------ Source material ------

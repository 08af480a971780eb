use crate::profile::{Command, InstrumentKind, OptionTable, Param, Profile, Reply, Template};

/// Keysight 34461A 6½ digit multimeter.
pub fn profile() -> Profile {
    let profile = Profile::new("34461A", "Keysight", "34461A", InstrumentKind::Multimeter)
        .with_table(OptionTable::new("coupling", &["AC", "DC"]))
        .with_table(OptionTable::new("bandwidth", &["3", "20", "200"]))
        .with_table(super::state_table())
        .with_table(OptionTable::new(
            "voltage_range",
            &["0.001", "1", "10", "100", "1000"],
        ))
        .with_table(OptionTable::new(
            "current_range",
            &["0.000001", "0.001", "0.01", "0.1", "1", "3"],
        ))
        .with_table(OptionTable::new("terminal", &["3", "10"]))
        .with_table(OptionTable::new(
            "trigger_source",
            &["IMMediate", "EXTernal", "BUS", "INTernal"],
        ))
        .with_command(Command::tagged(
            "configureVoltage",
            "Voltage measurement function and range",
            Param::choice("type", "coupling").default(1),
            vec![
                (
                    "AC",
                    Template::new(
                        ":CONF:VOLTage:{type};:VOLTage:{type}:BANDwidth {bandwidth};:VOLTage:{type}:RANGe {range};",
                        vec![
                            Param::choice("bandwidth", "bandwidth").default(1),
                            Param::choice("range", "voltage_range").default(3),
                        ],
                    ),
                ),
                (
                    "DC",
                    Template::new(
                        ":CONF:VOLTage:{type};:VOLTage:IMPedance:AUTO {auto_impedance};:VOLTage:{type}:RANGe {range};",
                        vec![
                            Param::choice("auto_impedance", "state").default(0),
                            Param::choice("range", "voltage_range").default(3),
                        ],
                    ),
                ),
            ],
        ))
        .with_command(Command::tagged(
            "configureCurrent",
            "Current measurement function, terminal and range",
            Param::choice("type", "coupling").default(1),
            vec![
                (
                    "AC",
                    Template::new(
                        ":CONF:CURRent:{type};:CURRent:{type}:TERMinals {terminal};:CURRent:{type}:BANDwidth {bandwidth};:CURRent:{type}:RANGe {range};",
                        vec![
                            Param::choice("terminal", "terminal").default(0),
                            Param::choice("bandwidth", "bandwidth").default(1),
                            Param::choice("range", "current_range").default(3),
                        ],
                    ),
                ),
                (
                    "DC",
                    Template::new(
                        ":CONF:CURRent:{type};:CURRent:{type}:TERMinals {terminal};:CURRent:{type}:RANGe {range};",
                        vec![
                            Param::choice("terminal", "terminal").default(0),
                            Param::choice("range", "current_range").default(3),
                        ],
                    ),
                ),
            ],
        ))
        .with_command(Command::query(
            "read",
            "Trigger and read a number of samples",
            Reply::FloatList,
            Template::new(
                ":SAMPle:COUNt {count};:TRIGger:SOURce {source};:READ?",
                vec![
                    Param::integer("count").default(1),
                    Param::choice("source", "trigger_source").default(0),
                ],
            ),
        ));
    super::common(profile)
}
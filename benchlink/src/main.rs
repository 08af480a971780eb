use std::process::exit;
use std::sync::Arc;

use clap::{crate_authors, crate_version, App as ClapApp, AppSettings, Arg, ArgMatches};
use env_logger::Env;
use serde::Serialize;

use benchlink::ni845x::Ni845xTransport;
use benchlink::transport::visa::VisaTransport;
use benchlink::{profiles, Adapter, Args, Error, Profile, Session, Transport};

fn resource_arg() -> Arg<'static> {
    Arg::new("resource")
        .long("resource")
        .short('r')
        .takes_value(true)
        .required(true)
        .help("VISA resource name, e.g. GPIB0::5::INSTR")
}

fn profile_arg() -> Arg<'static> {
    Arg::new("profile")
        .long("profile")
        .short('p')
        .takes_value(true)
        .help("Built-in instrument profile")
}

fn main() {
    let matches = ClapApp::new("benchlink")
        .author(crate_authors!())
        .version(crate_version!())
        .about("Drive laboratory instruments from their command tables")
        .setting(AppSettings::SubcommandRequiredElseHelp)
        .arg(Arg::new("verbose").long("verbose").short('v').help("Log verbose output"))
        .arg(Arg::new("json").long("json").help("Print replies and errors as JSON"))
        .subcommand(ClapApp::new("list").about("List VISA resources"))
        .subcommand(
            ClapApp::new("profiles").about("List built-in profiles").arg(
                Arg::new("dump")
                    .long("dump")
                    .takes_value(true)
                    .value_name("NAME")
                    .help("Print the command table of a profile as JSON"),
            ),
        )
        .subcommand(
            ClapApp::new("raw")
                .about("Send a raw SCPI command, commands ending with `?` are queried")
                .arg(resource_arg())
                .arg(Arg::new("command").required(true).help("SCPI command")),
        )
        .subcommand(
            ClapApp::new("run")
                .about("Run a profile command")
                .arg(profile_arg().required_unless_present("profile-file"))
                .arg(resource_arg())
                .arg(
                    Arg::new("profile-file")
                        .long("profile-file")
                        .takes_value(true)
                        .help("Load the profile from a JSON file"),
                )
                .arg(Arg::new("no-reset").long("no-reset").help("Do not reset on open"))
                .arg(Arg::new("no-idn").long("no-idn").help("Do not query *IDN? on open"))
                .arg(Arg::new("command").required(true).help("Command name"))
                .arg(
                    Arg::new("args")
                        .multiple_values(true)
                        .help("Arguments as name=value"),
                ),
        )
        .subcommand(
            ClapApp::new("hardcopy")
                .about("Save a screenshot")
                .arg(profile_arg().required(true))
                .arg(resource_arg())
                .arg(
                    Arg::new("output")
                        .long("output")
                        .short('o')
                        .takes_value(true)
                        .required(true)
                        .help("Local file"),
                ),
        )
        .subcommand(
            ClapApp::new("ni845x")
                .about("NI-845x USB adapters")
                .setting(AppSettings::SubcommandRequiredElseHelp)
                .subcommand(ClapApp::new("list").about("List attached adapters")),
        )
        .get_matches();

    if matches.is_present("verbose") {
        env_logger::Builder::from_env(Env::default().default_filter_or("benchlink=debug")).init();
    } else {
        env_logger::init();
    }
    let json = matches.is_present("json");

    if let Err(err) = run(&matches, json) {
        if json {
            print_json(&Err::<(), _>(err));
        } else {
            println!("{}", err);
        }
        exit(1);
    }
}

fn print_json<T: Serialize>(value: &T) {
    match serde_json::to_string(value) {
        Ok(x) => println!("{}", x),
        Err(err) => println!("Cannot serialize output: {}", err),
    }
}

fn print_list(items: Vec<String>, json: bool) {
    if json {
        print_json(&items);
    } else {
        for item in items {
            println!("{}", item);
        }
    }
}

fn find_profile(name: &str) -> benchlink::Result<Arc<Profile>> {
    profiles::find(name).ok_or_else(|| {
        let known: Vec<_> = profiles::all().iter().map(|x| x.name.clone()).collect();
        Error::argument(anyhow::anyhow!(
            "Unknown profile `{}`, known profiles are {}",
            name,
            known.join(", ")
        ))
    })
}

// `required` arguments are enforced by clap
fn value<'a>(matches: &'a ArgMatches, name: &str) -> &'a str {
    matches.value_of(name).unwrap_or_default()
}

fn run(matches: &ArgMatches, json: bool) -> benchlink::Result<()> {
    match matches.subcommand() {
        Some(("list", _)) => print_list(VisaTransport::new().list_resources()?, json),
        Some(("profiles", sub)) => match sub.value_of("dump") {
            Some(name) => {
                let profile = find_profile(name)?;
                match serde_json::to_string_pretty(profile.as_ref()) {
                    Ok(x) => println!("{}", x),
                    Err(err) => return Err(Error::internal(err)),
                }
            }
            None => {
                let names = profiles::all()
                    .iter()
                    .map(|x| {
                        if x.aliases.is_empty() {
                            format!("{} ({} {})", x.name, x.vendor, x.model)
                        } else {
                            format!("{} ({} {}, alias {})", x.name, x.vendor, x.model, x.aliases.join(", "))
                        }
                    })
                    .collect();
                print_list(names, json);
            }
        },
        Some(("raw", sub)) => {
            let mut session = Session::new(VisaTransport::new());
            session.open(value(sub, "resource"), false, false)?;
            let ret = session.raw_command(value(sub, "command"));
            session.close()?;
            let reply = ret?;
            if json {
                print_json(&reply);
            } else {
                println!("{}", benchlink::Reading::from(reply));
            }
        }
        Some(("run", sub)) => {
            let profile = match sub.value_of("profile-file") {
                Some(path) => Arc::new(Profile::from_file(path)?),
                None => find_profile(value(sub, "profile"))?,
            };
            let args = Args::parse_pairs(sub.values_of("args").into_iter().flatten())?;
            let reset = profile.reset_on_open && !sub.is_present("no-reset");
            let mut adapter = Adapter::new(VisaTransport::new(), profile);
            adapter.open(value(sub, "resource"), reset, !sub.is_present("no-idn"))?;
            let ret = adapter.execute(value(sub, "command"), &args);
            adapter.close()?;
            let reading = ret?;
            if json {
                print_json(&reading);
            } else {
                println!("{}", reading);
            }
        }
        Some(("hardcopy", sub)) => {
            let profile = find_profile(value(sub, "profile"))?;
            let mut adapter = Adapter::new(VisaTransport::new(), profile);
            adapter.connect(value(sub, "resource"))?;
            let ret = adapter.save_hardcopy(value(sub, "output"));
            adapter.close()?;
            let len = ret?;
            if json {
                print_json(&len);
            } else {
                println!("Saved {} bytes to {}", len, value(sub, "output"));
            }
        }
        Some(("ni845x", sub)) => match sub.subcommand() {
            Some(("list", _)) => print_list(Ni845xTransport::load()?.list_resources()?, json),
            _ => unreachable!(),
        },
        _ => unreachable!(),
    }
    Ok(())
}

------

* _Activity_: Find the string "items" in the material above, and report every line where it occurs.

* _Result of this task_:
fn print_list(items: Vec<String>, json: bool) {
        print_json(&items);
        for item in items {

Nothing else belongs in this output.